-------- DATASET EXCERPTS --------
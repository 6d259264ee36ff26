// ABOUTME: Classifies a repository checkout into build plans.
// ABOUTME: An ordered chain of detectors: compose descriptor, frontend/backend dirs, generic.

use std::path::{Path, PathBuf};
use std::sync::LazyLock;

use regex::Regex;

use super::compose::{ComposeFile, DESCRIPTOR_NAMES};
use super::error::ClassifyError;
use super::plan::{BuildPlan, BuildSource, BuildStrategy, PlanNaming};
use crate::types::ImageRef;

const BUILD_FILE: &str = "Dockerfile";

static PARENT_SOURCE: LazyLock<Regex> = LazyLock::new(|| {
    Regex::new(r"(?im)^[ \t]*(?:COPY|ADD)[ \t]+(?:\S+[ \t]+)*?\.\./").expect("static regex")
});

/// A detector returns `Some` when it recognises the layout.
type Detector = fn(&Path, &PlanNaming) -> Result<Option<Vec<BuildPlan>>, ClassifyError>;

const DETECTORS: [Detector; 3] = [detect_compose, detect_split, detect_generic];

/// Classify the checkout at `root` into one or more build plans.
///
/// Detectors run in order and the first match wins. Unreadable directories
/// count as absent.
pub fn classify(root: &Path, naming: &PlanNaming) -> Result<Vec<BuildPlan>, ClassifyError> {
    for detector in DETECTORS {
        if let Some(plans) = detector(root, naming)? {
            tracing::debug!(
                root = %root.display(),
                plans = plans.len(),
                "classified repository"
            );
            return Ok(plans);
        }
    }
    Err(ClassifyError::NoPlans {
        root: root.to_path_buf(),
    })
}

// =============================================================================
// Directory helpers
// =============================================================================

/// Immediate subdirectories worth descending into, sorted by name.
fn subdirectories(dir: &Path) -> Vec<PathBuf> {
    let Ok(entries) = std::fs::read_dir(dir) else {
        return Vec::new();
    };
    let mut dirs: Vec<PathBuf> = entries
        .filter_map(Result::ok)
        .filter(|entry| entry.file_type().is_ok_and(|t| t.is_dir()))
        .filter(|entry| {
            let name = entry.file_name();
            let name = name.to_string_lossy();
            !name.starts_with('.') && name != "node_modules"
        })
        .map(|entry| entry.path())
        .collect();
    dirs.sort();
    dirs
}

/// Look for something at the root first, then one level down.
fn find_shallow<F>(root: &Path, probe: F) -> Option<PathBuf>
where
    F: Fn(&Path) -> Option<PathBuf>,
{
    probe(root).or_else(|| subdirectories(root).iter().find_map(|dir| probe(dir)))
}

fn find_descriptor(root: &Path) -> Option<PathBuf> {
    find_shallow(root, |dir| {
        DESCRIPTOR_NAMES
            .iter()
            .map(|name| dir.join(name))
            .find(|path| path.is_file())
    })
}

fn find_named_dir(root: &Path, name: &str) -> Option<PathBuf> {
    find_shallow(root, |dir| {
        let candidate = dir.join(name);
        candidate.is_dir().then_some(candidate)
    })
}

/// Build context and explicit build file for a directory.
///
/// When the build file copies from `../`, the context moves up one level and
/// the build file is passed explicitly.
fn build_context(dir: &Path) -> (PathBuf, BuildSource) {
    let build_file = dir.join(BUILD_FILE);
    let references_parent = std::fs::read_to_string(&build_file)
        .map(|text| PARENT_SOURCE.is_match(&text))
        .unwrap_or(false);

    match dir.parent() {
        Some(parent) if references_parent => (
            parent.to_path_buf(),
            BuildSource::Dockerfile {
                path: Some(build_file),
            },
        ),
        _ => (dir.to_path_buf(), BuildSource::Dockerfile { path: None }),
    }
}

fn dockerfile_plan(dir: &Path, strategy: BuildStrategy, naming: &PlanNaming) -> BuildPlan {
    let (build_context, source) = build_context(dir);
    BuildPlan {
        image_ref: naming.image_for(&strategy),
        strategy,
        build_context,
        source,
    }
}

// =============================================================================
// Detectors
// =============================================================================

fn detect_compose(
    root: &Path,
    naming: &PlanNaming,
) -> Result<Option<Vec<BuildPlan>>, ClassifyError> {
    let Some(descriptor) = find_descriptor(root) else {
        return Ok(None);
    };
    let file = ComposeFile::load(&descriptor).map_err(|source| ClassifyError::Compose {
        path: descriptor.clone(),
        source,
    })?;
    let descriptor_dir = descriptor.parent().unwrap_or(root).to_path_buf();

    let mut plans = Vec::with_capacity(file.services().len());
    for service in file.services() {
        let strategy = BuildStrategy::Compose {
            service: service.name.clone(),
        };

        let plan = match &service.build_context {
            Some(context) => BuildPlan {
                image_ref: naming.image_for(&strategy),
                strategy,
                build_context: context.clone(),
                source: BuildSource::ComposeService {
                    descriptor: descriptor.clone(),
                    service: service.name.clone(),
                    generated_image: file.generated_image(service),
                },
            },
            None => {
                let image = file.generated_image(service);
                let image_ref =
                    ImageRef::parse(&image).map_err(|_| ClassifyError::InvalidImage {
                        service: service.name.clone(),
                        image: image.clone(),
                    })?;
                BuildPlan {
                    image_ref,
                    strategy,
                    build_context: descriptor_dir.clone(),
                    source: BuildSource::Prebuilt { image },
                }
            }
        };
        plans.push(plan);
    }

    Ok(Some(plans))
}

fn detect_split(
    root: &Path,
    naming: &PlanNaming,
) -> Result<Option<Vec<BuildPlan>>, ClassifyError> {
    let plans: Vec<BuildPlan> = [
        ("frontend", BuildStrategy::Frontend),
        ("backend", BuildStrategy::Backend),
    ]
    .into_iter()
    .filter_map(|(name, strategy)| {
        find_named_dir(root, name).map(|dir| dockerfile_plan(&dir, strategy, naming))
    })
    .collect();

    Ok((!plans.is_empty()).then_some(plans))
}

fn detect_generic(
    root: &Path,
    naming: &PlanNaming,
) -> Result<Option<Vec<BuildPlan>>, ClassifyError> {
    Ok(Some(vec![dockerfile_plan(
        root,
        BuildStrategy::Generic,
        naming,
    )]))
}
--------
AIM OF THE EXERCISE: Output all of the data in full, exactly as given.

WORKED SOLUTION:
repository 6d259264ee36ff26
// ABOUTME: Classifies a repository checkout into build plans.
// ABOUTME: An ordered chain of detectors: compose descriptor, frontend/backend dirs, generic.

use std::path::{Path, PathBuf};
use std::sync::LazyLock;

use regex::Regex;

use super::compose::{ComposeFile, DESCRIPTOR_NAMES};
use super::error::ClassifyError;
use super::plan::{BuildPlan, BuildSource, BuildStrategy, PlanNaming};
use crate::types::ImageRef;

const BUILD_FILE: &str = "Dockerfile";

static PARENT_SOURCE: LazyLock<Regex> = LazyLock::new(|| {
    Regex::new(r"(?im)^[ \t]*(?:COPY|ADD)[ \t]+(?:\S+[ \t]+)*?\.\./").expect("static regex")
});

/// A detector returns `Some` when it recognises the layout.
type Detector = fn(&Path, &PlanNaming) -> Result<Option<Vec<BuildPlan>>, ClassifyError>;

const DETECTORS: [Detector; 3] = [detect_compose, detect_split, detect_generic];

/// Classify the checkout at `root` into one or more build plans.
///
/// Detectors run in order and the first match wins. Unreadable directories
/// count as absent.
pub fn classify(root: &Path, naming: &PlanNaming) -> Result<Vec<BuildPlan>, ClassifyError> {
    for detector in DETECTORS {
        if let Some(plans) = detector(root, naming)? {
            tracing::debug!(
                root = %root.display(),
                plans = plans.len(),
                "classified repository"
            );
            return Ok(plans);
        }
    }
    Err(ClassifyError::NoPlans {
        root: root.to_path_buf(),
    })
}

// =============================================================================
// Directory helpers
// =============================================================================

/// Immediate subdirectories worth descending into, sorted by name.
fn subdirectories(dir: &Path) -> Vec<PathBuf> {
    let Ok(entries) = std::fs::read_dir(dir) else {
        return Vec::new();
    };
    let mut dirs: Vec<PathBuf> = entries
        .filter_map(Result::ok)
        .filter(|entry| entry.file_type().is_ok_and(|t| t.is_dir()))
        .filter(|entry| {
            let name = entry.file_name();
            let name = name.to_string_lossy();
            !name.starts_with('.') && name != "node_modules"
        })
        .map(|entry| entry.path())
        .collect();
    dirs.sort();
    dirs
}

/// Look for something at the root first, then one level down.
fn find_shallow<F>(root: &Path, probe: F) -> Option<PathBuf>
where
    F: Fn(&Path) -> Option<PathBuf>,
{
    probe(root).or_else(|| subdirectories(root).iter().find_map(|dir| probe(dir)))
}

fn find_descriptor(root: &Path) -> Option<PathBuf> {
    find_shallow(root, |dir| {
        DESCRIPTOR_NAMES
            .iter()
            .map(|name| dir.join(name))
            .find(|path| path.is_file())
    })
}

fn find_named_dir(root: &Path, name: &str) -> Option<PathBuf> {
    find_shallow(root, |dir| {
        let candidate = dir.join(name);
        candidate.is_dir().then_some(candidate)
    })
}

/// Build context and explicit build file for a directory.
///
/// When the build file copies from `../`, the context moves up one level and
/// the build file is passed explicitly.
fn build_context(dir: &Path) -> (PathBuf, BuildSource) {
    let build_file = dir.join(BUILD_FILE);
    let references_parent = std::fs::read_to_string(&build_file)
        .map(|text| PARENT_SOURCE.is_match(&text))
        .unwrap_or(false);

    match dir.parent() {
        Some(parent) if references_parent => (
            parent.to_path_buf(),
            BuildSource::Dockerfile {
                path: Some(build_file),
            },
        ),
        _ => (dir.to_path_buf(), BuildSource::Dockerfile { path: None }),
    }
}

fn dockerfile_plan(dir: &Path, strategy: BuildStrategy, naming: &PlanNaming) -> BuildPlan {
    let (build_context, source) = build_context(dir);
    BuildPlan {
        image_ref: naming.image_for(&strategy),
        strategy,
        build_context,
        source,
    }
}

// =============================================================================
// Detectors
// =============================================================================

fn detect_compose(
    root: &Path,
    naming: &PlanNaming,
) -> Result<Option<Vec<BuildPlan>>, ClassifyError> {
    let Some(descriptor) = find_descriptor(root) else {
        return Ok(None);
    };
    let file = ComposeFile::load(&descriptor).map_err(|source| ClassifyError::Compose {
        path: descriptor.clone(),
        source,
    })?;
    let descriptor_dir = descriptor.parent().unwrap_or(root).to_path_buf();

    let mut plans = Vec::with_capacity(file.services().len());
    for service in file.services() {
        let strategy = BuildStrategy::Compose {
            service: service.name.clone(),
        };

        let plan = match &service.build_context {
            Some(context) => BuildPlan {
                image_ref: naming.image_for(&strategy),
                strategy,
                build_context: context.clone(),
                source: BuildSource::ComposeService {
                    descriptor: descriptor.clone(),
                    service: service.name.clone(),
                    generated_image: file.generated_image(service),
                },
            },
            None => {
                let image = file.generated_image(service);
                let image_ref =
                    ImageRef::parse(&image).map_err(|_| ClassifyError::InvalidImage {
                        service: service.name.clone(),
                        image: image.clone(),
                    })?;
                BuildPlan {
                    image_ref,
                    strategy,
                    build_context: descriptor_dir.clone(),
                    source: BuildSource::Prebuilt { image },
                }
            }
        };
        plans.push(plan);
    }

    Ok(Some(plans))
}

fn detect_split(
    root: &Path,
    naming: &PlanNaming,
) -> Result<Option<Vec<BuildPlan>>, ClassifyError> {
    let plans: Vec<BuildPlan> = [
        ("frontend", BuildStrategy::Frontend),
        ("backend", BuildStrategy::Backend),
    ]
    .into_iter()
    .filter_map(|(name, strategy)| {
        find_named_dir(root, name).map(|dir| dockerfile_plan(&dir, strategy, naming))
    })
    .collect();

    Ok((!plans.is_empty()).then_some(plans))
}

fn detect_generic(
    root: &Path,
    naming: &PlanNaming,
) -> Result<Option<Vec<BuildPlan>>, ClassifyError> {
    Ok(Some(vec![dockerfile_plan(
        root,
        BuildStrategy::Generic,
        naming,
    )]))
}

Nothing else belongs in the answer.